Somehow the two boats are taken to be the same. Officially, "
Napoleon Solo
has been located with no one on board." In California, a ham operator picks up the message from the Long Beach Coast Guard and begins to notify those who have been keeping their ears open. Messages flock out.
Solo
is no longer missing.
My brother demands more information. Was the life raft on board? Was any other equipment visible? Were there any signs of possible piracy? What was the wreck's position? He wants to go check it out himself. The New York Coast Guard knows nothing of the matter. It proves impossible to get any information at all from them. Something funny seems to be going on. While my arm trails through the water stroking my doggies, my mother envisions me murdered by pirates or rotting in some fascist prison cell.
Indeed, something funny is going on. The Coast Guard begins to issue statements. At first they say that the message that
Solo
has been located must be a bogus one made by a ham operator without a license. Then they hint that it may have been sent by the Callahans themselves in order to stir up some action.

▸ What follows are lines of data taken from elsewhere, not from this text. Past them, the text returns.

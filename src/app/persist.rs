//! Persisted-state serialization and repair
//!
//! Persisted payloads are untrusted: they may come from an older version,
//! a different tab, or hand-edited storage. Loading therefore never
//! deserializes into the state types directly. The payload is probed as a
//! JSON value and repaired field by field, so a single bad field costs
//! only that field and never the whole state. Loading never fails; the
//! worst outcome is None, which callers treat as "use defaults".

use crate::app::state::{AppState, MAX_COUNTERS};
use crate::config::settings::{
    normalize_group_size, parse_leading_integer, Language, Settings, Theme,
};
use crate::domain::counter::Counter;
use serde_json::Value;
use tracing::{debug, warn};

/// Storage key holding the serialized application state
pub const APP_STATE_KEY: &str = "tallyCounter.appState.v1";
/// Storage key holding the storage-disclosure acknowledgement flag
pub const STORAGE_NOTICE_ACK_KEY: &str = "tallyCounter.storageNoticeAck.v1";
/// Value stored under the acknowledgement key once the notice is dismissed
pub const STORAGE_NOTICE_ACK_VALUE: &str = "yes";

/// Serializes a state for the storage boundary
///
/// # Returns
/// None when serialization fails, which the caller treats the same as a
/// failed storage write: persistence is best-effort
pub fn serialize_state(state: &AppState) -> Option<String> {
    match serde_json::to_string(state) {
        Ok(payload) => Some(payload),
        Err(error) => {
            warn!("failed to serialize app state: {}", error);
            None
        }
    }
}

/// Loads and repairs a persisted state payload
///
/// # Arguments
/// * `raw` - Raw storage value, or None on a storage miss
///
/// # Returns
/// A state satisfying every [`AppState`] invariant, or None when the
/// payload is absent, unparseable, or has no usable counter list; the
/// caller then starts from defaults. Never panics, whatever the input.
pub fn load_state(raw: Option<&str>) -> Option<AppState> {
    let raw = raw.filter(|value| !value.is_empty())?;

    let parsed: Value = match serde_json::from_str(raw) {
        Ok(value) => value,
        Err(error) => {
            debug!("discarding unparseable persisted state: {}", error);
            return None;
        }
    };

    let state = normalize_state(&parsed);
    if state.is_none() {
        debug!("discarding persisted state with no usable counters");
    }
    state
}

/// Repairs a parsed payload into a valid state
///
/// Counters beyond the capacity limit are silently dropped; the first
/// three win. Each surviving counter is repaired independently, then the
/// cross-field invariants (active id membership, id-generator floor) are
/// restored from the repaired collection.
fn normalize_state(parsed: &Value) -> Option<AppState> {
    let payload = parsed.as_object()?;
    let raw_counters = payload.get("counters")?.as_array()?;
    if raw_counters.is_empty() {
        return None;
    }

    let mut counters: Vec<Counter> = Vec::with_capacity(MAX_COUNTERS);
    for (position, value) in raw_counters.iter().take(MAX_COUNTERS).enumerate() {
        let counter = normalize_counter(value, position, &counters);
        counters.push(counter);
    }

    let active_counter_id = payload
        .get("activeCounterId")
        .and_then(Value::as_i64)
        .and_then(|id| u32::try_from(id).ok())
        .filter(|id| counters.iter().any(|counter| counter.id == *id))
        .unwrap_or(counters[0].id);

    let max_existing_id = counters
        .iter()
        .map(|counter| counter.id)
        .max()
        .unwrap_or(0);
    let provided_next_id = payload
        .get("nextCounterId")
        .and_then(Value::as_i64)
        .filter(|id| *id > 0)
        .and_then(|id| u32::try_from(id).ok())
        .unwrap_or(2);
    let next_counter_id = max_existing_id.saturating_add(1).max(provided_next_id);

    let settings = normalize_settings(payload.get("settings"));

    Some(AppState::from_parts(
        counters,
        active_counter_id,
        next_counter_id,
        settings,
    ))
}

/// Repairs one persisted counter entry
///
/// Each field falls back independently: a bad id takes the entry's
/// 1-based position, a blank name takes the default for the repaired id,
/// and a count that is not a positive finite number becomes 0 (fractions
/// are floored). An id already claimed by an earlier entry counts as bad
/// too, since ids must stay unique; the entry takes the first free id at or
/// after its position instead.
fn normalize_counter(value: &Value, position: usize, existing: &[Counter]) -> Counter {
    let fallback_id = position as u32 + 1;
    let candidate = value
        .get("id")
        .and_then(Value::as_i64)
        .filter(|id| *id > 0)
        .and_then(|id| u32::try_from(id).ok())
        .unwrap_or(fallback_id);

    let taken = |id: u32| existing.iter().any(|counter| counter.id == id);
    let id = if taken(candidate) {
        let mut fresh = fallback_id;
        while taken(fresh) {
            fresh += 1;
        }
        fresh
    } else {
        candidate
    };

    let name = value
        .get("name")
        .and_then(Value::as_str)
        .filter(|name| !name.trim().is_empty())
        .map(str::to_owned)
        .unwrap_or_else(|| format!("Counter {}", id));

    let count = value
        .get("count")
        .and_then(Value::as_f64)
        .filter(|count| count.is_finite() && *count > 0.0)
        .map(|count| count.floor() as u32)
        .unwrap_or(0);

    Counter::with_parts(id, name, count)
}

fn normalize_settings(value: Option<&Value>) -> Settings {
    let theme = value
        .and_then(|settings| settings.get("theme"))
        .and_then(Value::as_str);
    let language = value
        .and_then(|settings| settings.get("language"))
        .and_then(Value::as_str);
    let group_size = value.and_then(|settings| settings.get("talliesPerGroup"));

    Settings {
        theme: Theme::from_persisted(theme),
        tallies_per_group: group_size_from_value(group_size),
        language: Language::from_persisted(language),
    }
}

/// Extracts a group-size candidate from a persisted JSON value
///
/// Numbers are truncated toward zero; strings go through the same
/// leading-integer parse as UI control values. Everything else is
/// non-numeric and takes the default.
fn group_size_from_value(value: Option<&Value>) -> u32 {
    let candidate = match value {
        Some(Value::Number(number)) => number.as_f64().map(|value| value.trunc() as i64),
        Some(Value::String(raw)) => parse_leading_integer(raw),
        _ => None,
    };
    normalize_group_size(candidate)
}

Slowly and meticulously, my family trace the message through the ham net to Germany and then to California, and then from Long Beach to Miami through the holes in the Coast Guard net. The truth has escaped. Still, the false message is being carried on the seafarer's net and is received by a friend of mine in Bermuda. The New York Coast Guard instructs the Callahans that if they want the message canceled, they will have to arrange it themselves. Finally it is done.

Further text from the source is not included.